Chapter 100: Interlude: Man of a Past to Come
Ruination.
As I watched the world crumble for the nth time, gorged by the devouring rift as gluttonous black space belched pure annihilation upon one and upon all, a question passed me by.
The end.
Why has it come to this?
It's a question I have asked myself untold times, yet one that pertains no answer.
A question that has, perhaps quite naturally, caused many further wonders to bud and to sprout throughout the years―also without remedy, nor with reprieve.
Zack, Zachary, or Azaki is what those close to me call me by.
As for others, it's usually one of 'Time', 'Kiryuuin', 'Clock Boy', or even just 'Kid'.

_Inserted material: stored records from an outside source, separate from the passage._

//! Reachability prober.
//!
//! A `HEAD` request tells us whether a page is worth downloading at all.
//! Dead links are the bulk of a day's GDELT URLs, so skipping them here is
//! the single biggest saving in a hydration run.

use crate::models::ProbeResult;
use reqwest::Client;
use reqwest::redirect::Policy;
use std::future::Future;
use std::time::Duration;
use tracing::{debug, instrument};

/// Default bound on a single probe.
pub const DEFAULT_PROBE_TIMEOUT: Duration = Duration::from_secs(30);

/// Lightweight existence check for a URL.
///
/// Implementations must not fail: anything that prevents a status from
/// being read is reported as [`ProbeResult::unreachable`].
pub trait Prober: Send + Sync {
    fn probe(&self, url: &str) -> impl Future<Output = ProbeResult> + Send;
}

/// [`Prober`] that issues a `HEAD` request with a bounded timeout.
///
/// Redirects are not followed; the status of the URL itself is recorded.
#[derive(Debug, Clone)]
pub struct HttpProber {
    client: Client,
    timeout: Duration,
}

impl HttpProber {
    /// Build a prober with its own non-redirecting client.
    ///
    /// # Errors
    ///
    /// Fails only if the TLS backend cannot be initialised.
    pub fn new(user_agent: &str, timeout: Duration) -> Result<Self, reqwest::Error> {
        let client = Client::builder()
            .user_agent(user_agent)
            .redirect(Policy::none())
            .timeout(timeout)
            .build()?;
        Ok(Self { client, timeout })
    }
}

impl Prober for HttpProber {
    #[instrument(level = "debug", skip_all, fields(%url))]
    async fn probe(&self, url: &str) -> ProbeResult {
        match self.client.head(url).timeout(self.timeout).send().await {
            Ok(response) => {
                let status = response.status().as_u16();
                debug!(status, "Probe answered");
                ProbeResult::new(status)
            }
            Err(e) => {
                debug!(error = %e, "Connection error or timeout; treating as unreachable");
                ProbeResult::unreachable()
            }
        }
    }
}

#[cfg(test)]
mod tests {
    use super::*;
    use crate::test_support;

    fn prober(timeout: Duration) -> HttpProber {
        HttpProber::new("gdelt_hydrator-test", timeout).unwrap()
    }

    #[tokio::test]
    async fn test_probe_reports_status() {
        let server = test_support::serve(200, "text/html", "<html></html>").await;
        let result = prober(DEFAULT_PROBE_TIMEOUT).probe(&server.url("/a")).await;
        assert_eq!(result.status_code, 200);
    }

    #[tokio::test]
    async fn test_probe_passes_through_real_404() {
        let server = test_support::serve(404, "text/html", "").await;
        let result = prober(DEFAULT_PROBE_TIMEOUT).probe(&server.url("/gone")).await;
        assert!(result.is_unreachable());
    }

    #[tokio::test]
    async fn test_probe_keeps_other_errors() {
        let server = test_support::serve(503, "text/html", "").await;
        let result = prober(DEFAULT_PROBE_TIMEOUT).probe(&server.url("/busy")).await;
        assert_eq!(result.status_code, 503);
    }

    #[tokio::test]
    async fn test_probe_unresolvable_host_is_unreachable() {
        let result = prober(Duration::from_secs(5))
            .probe("http://does-not-exist.invalid/story")
            .await;
        assert!(result.is_unreachable());
    }

    #[tokio::test]
    async fn test_probe_malformed_url_is_unreachable() {
        let result = prober(DEFAULT_PROBE_TIMEOUT).probe("not a url").await;
        assert!(result.is_unreachable());
        let result = prober(DEFAULT_PROBE_TIMEOUT).probe("").await;
        assert!(result.is_unreachable());
    }

    #[tokio::test]
    async fn test_probe_timeout_is_unreachable() {
        let server = test_support::serve_silent().await;
        let result = prober(Duration::from_millis(200)).probe(&server.url("/hang")).await;
        assert!(result.is_unreachable());
        assert_eq!(server.hits(), 1);
    }
}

Out of all the myriad titles I am known by, one in particular sticks out to me like a sore thumb.
"Hero".
It wasn't until things got really bad that they began calling me such a thing as a last hope, but even then, I don't believe there was a single moment in which it was justified.
Right.
I had saved people; countless people.
So many people that the proportion of those who had cried my name rather than their own parents when they called for help is unfathomable.
Still, a 'hero' is not something I deserved to be called.
Because, in the end, no matter how many people I was able to save in the beginning, it wasn't possible to keep that up forever.
Even if it was possible, it simply wasn't something I was able to do.
The world had reached its climax, and thus, its conclusion.
I let everyone down. The people I had saved, the lives I had improved; none of it mattered.
All of my actions prior, equated nothing.
Because everything was going to end regardless.
If I were a true hero, I would have been able to stop it. In fact, I was able to stop it. I should have been. But, I couldn't―No, I didn't.
Sacrificing my own life was not enough.
When I died, over and over again, in place of someone else; on those hospital beds, those mean streets, and from simply 'eating lead'―individually, it was merely a fulfilment of my own satisfaction; to make me 'feel like' I was accomplishing something with my life.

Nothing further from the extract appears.